▶ [Saved entries]
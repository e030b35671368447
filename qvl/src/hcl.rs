//! Azure HCL (Host Compatibility Layer) attestation envelopes.
//!
//! On Azure confidential VMs the vTPM attestation key is bound into the
//! hardware quote indirectly: the HCL writes a JSON "variable data" blob
//! containing the AK public key, and the hardware report commits to
//! `sha256(variable_data)` in the first 32 bytes of its `report_data`.
//! This module parses the envelope, extracts the AK public key and
//! user-data claims, and checks that hash binding.
//!
//! Layout: a 32-byte attestation header, a 1184-byte hardware-report
//! region embedding a 1024-byte TD report, a 20-byte IGVM request header,
//! then the variable data itself.

use base64::Engine;
use ring::digest;
use serde::Deserialize;

use crate::{
    codec::Reader,
    error::{Error, MalformedReason, Result},
    quote::Quote,
};

pub const HCL_ATTESTATION_HEADER_SIZE: usize = 32;
pub const HCL_HW_REPORT_SIZE: usize = 1184;
pub const TD_REPORT_SIZE: usize = 1024;
pub const IGVM_REQUEST_HEADER_SIZE: usize = 20;

/// `report_type` for an SEV-SNP hardware report (not supported here).
pub const HCL_REPORT_TYPE_SNP: u32 = 2;
/// `report_type` for a TDX hardware report.
pub const HCL_REPORT_TYPE_TDX: u32 = 4;
/// The only supported `report_data_hash_type`: SHA-256.
pub const HCL_HASH_TYPE_SHA256: u32 = 1;

const HCL_MAGIC: &[u8; 4] = b"HCLA";
/// The claim identifier of the vTPM attestation key.
const AK_PUB_KEY_ID: &str = "HCLAkPub";

/// The JSON claims carried in `variable_data`.
#[derive(Clone, Debug, Default, Deserialize)]
struct RuntimeData {
    #[serde(default)]
    keys: Vec<RuntimeKey>,
    #[serde(default, rename = "user-data")]
    user_data: Option<String>,
}

/// One key claim: either legacy (`key_id` + base64 `value`) or JWK
/// (`kid` + base64url `n`/`e`).
#[derive(Clone, Debug, Default, Deserialize)]
#[allow(dead_code)]
struct RuntimeKey {
    #[serde(default, alias = "key_id")]
    kid: Option<String>,
    #[serde(default)]
    value: Option<String>,
    #[serde(default)]
    n: Option<String>,
    #[serde(default)]
    e: Option<String>,
    #[serde(default)]
    kty: Option<String>,
}

/// A parsed HCL attestation envelope (TDX flavor).
#[derive(Clone, Debug)]
pub struct HclReport {
    pub version: u32,
    pub report_size: u32,
    pub request_type: u32,
    pub status: u32,
    pub report_type: u32,
    pub report_data_hash_type: u32,
    td_report: Vec<u8>,
    variable_data: Vec<u8>,
    runtime: RuntimeData,
}

impl HclReport {
    /// Parse an HCL attestation blob. Only TDX hardware reports
    /// (`report_type == 4`) are supported.
    pub fn parse(bytes: &[u8]) -> Result<Self> {
        let mut r = Reader::new(bytes);

        let magic = r.array::<4>("hcl header")?;
        if &magic != HCL_MAGIC {
            return Err(Error::invalid("hcl header", 0, "bad HCLA magic"));
        }
        let version = r.u32("hcl version")?;
        let report_size = r.u32("hcl report size")?;
        let request_type = r.u32("hcl request type")?;
        let status = r.u32("hcl status")?;
        r.skip(12, "hcl header reserved")?;

        let hw_report = r.take(HCL_HW_REPORT_SIZE, "hcl hardware report")?;
        let td_report = hw_report[..TD_REPORT_SIZE].to_vec();

        r.skip(4, "igvm data size")?;
        r.skip(4, "igvm version")?;
        let report_type = r.u32("igvm report type")?;
        if report_type != HCL_REPORT_TYPE_TDX {
            return Err(Error::UnsupportedReportType { got: report_type });
        }
        let report_data_hash_type = r.u32("igvm report data hash type")?;
        if report_data_hash_type != HCL_HASH_TYPE_SHA256 {
            return Err(Error::UnsupportedCrypto {
                field: "hcl report data hash type",
                got: report_data_hash_type,
            });
        }
        let variable_data_offset = r.offset() + 4;
        let variable_data = r.sized_region("hcl variable data")?.to_vec();

        let json = std::str::from_utf8(&variable_data).map_err(|_| {
            Error::invalid(
                "hcl variable data",
                variable_data_offset,
                "not valid UTF-8",
            )
        })?;
        let runtime: RuntimeData =
            serde_json::from_str(json).map_err(|err| Error::Malformed {
                field: "hcl variable data",
                offset: variable_data_offset,
                reason: MalformedReason::Json(err.to_string()),
            })?;

        Ok(Self {
            version,
            report_size,
            request_type,
            status,
            report_type,
            report_data_hash_type,
            td_report,
            variable_data,
            runtime,
        })
    }

    /// The embedded 1024-byte TD report.
    pub fn td_report(&self) -> &[u8] {
        &self.td_report
    }

    /// The raw variable data bytes (UTF-8 JSON).
    pub fn variable_data(&self) -> &[u8] {
        &self.variable_data
    }

    /// The vTPM attestation public key material from the `HCLAkPub` claim:
    /// the base64-decoded `value` (legacy form) or the base64url-decoded
    /// RSA modulus `n` (JWK form).
    pub fn ak_pub(&self) -> Result<Vec<u8>> {
        let invalid = |what| Error::invalid("hcl variable data", 0, what);

        let key = self
            .runtime
            .keys
            .iter()
            .find(|key| key.kid.as_deref() == Some(AK_PUB_KEY_ID))
            .ok_or_else(|| invalid("no HCLAkPub key claim"))?;

        if let Some(value) = &key.value {
            return base64::engine::general_purpose::STANDARD
                .decode(value)
                .map_err(|_| invalid("HCLAkPub value is not valid base64"));
        }
        if let Some(n) = &key.n {
            return base64::engine::general_purpose::URL_SAFE_NO_PAD
                .decode(n)
                .map_err(|_| invalid("HCLAkPub modulus is not valid base64url"));
        }
        Err(invalid("HCLAkPub claim carries no key material"))
    }

    /// The `user-data` claim as the hex string it is transported as.
    pub fn user_data(&self) -> Result<&str> {
        self.runtime
            .user_data
            .as_deref()
            .ok_or_else(|| Error::invalid(
                "hcl variable data",
                0,
                "no user-data claim",
            ))
    }

    /// The `user-data` claim, hex-decoded.
    pub fn user_data_bytes(&self) -> Result<Vec<u8>> {
        qvl_hex::decode(self.user_data()?).map_err(|_| {
            Error::invalid("hcl variable data", 0, "user-data is not valid hex")
        })
    }

    /// SHA-256 over the raw variable data bytes. This is the value a
    /// genuine hardware report commits to in its `report_data`.
    pub fn variable_data_hash(&self) -> [u8; 32] {
        let digest = digest::digest(&digest::SHA256, &self.variable_data);
        // infallible: SHA-256 output is exactly 32 bytes
        <[u8; 32]>::try_from(digest.as_ref()).unwrap()
    }

    /// Whether `report_data` (from a hardware quote) commits to this
    /// envelope's variable data: its first 32 bytes must equal
    /// [`Self::variable_data_hash`].
    pub fn verify_report_data_binding(&self, report_data: &[u8]) -> bool {
        report_data.len() >= 32
            && report_data[..32] == self.variable_data_hash()
    }

    /// Check the binding against a parsed TDX quote, surfacing the typed
    /// error on mismatch.
    pub fn verify_quote_binding(&self, quote: &Quote) -> Result<()> {
        let report_data = quote.body.report_data();
        if !self.verify_report_data_binding(&report_data.0) {
            return Err(Error::HclBindingMismatch);
        }
        Ok(())
    }
}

▶ [PROBLEM]
For the word "commits", show every line of the entries that holds it.

▶ [RESPONSE TO THIS TASK]
//! containing the AK public key, and the hardware report commits to
    /// genuine hardware report commits to in its `report_data`.
    /// Whether `report_data` (from a hardware quote) commits to this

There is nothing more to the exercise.